Copy out, from the data below, each line in which the word "PatternError" occurs.

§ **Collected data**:
☆ ☆ ☆ ☆ ☆

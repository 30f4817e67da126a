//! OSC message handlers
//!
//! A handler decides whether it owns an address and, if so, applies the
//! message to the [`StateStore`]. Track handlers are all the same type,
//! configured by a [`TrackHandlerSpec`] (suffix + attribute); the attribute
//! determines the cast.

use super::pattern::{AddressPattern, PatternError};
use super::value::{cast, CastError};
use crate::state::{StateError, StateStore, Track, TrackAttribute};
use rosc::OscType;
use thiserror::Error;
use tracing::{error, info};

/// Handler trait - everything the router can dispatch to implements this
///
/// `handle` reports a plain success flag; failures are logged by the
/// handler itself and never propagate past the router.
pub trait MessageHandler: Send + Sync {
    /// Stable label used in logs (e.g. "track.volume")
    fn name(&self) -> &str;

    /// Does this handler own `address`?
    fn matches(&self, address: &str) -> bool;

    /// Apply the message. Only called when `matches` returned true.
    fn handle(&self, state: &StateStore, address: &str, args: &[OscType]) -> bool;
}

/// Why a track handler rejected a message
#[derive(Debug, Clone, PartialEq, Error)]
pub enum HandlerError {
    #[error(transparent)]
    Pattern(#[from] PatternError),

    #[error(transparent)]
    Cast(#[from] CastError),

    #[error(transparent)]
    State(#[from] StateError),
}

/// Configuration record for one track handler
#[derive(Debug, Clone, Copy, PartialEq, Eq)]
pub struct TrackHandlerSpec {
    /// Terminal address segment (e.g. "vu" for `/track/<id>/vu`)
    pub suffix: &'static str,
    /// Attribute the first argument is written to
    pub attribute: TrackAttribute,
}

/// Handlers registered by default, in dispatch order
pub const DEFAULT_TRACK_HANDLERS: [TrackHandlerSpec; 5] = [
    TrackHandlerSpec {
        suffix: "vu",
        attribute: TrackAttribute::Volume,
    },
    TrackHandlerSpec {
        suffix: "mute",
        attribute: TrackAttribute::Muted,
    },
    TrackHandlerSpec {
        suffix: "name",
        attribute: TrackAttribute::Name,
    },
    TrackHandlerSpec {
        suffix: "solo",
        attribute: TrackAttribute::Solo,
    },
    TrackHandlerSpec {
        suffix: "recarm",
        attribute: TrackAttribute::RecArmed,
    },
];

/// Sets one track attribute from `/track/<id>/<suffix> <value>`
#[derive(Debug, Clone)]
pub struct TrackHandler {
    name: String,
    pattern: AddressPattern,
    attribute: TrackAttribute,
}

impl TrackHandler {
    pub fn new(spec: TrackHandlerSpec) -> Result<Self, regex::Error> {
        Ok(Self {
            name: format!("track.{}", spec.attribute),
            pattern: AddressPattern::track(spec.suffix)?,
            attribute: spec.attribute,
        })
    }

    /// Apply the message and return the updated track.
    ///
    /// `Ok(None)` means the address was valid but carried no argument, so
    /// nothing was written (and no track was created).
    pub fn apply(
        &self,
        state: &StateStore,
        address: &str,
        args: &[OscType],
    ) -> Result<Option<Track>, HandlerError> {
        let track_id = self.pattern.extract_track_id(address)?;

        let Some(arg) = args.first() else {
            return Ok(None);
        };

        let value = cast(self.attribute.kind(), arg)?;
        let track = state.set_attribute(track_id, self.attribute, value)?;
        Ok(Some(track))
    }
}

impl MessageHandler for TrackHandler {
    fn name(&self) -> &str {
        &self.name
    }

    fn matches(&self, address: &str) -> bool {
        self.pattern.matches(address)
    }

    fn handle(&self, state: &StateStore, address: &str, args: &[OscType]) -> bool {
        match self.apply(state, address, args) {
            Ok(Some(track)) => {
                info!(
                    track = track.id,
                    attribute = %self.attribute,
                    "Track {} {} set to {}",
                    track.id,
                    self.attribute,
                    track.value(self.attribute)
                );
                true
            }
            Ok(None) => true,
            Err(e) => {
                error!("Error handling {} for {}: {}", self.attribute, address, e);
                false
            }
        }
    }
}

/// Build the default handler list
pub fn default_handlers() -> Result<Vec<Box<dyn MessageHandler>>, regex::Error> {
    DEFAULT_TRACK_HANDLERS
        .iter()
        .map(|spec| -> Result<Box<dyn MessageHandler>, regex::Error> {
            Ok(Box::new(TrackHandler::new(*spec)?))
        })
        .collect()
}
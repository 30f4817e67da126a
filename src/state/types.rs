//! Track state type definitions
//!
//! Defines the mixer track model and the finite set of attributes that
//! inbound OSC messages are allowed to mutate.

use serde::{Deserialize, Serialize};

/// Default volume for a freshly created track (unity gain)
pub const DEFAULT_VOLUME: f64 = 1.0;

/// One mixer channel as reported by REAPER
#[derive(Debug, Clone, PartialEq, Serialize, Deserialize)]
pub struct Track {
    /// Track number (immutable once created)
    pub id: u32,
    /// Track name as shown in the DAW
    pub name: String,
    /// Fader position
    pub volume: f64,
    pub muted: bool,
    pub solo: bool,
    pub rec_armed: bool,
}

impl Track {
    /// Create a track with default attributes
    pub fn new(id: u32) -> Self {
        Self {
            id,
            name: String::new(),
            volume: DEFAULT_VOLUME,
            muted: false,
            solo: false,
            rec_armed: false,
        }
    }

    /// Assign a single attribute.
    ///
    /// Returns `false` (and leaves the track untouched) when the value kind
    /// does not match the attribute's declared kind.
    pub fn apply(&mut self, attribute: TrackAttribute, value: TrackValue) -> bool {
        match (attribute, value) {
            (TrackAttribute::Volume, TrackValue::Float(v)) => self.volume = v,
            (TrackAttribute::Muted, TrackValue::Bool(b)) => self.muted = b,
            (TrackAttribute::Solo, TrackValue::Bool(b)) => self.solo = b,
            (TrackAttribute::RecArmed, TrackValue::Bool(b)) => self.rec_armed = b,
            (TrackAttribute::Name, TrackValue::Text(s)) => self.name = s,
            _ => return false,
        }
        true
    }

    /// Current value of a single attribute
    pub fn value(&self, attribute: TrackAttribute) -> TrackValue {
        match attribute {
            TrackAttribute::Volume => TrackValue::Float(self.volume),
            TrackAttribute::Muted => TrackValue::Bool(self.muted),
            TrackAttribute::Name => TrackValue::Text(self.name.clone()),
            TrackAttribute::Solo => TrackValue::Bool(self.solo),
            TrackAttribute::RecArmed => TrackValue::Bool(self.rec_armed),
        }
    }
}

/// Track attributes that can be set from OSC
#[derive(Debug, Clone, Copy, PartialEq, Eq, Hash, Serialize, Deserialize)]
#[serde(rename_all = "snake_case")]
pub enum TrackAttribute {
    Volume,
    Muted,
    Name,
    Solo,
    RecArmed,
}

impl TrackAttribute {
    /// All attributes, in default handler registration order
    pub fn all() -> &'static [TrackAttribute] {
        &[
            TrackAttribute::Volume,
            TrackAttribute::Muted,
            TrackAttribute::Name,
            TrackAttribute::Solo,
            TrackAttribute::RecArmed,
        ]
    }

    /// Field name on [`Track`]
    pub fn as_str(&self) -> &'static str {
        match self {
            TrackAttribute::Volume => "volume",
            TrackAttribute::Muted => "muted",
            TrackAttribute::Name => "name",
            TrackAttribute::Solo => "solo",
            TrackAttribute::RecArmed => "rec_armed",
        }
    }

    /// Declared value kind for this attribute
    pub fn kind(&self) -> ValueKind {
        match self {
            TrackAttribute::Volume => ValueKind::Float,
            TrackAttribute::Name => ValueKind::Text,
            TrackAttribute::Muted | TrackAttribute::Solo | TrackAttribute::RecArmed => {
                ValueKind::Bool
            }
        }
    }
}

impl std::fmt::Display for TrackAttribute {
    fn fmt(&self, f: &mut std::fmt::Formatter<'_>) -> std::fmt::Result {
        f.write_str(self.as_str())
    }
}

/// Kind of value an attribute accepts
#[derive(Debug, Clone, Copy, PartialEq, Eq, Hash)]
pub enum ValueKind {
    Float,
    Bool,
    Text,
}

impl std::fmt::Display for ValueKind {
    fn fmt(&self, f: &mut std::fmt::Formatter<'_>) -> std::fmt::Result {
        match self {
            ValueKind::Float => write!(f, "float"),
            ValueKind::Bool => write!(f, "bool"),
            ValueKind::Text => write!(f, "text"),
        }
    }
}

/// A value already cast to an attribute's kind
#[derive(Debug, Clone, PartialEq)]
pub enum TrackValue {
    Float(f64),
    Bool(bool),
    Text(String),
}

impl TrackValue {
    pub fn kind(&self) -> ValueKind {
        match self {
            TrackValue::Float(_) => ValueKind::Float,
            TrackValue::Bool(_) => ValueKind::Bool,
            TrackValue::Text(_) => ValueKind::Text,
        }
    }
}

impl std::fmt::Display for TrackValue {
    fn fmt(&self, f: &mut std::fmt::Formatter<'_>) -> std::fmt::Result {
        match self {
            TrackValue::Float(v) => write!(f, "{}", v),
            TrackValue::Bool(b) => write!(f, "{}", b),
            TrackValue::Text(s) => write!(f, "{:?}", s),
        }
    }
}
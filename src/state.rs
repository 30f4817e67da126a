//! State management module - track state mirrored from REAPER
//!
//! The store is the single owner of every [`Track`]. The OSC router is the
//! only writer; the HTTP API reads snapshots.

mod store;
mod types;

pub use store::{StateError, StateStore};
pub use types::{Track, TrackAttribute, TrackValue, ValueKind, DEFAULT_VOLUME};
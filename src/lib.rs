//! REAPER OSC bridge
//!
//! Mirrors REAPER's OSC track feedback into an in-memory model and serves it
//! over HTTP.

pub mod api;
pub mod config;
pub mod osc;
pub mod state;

☆ ☆ ☆ ☆ ☆

§ **Solution to this problem**:
use super::pattern::{AddressPattern, PatternError};
    Pattern(#[from] PatternError),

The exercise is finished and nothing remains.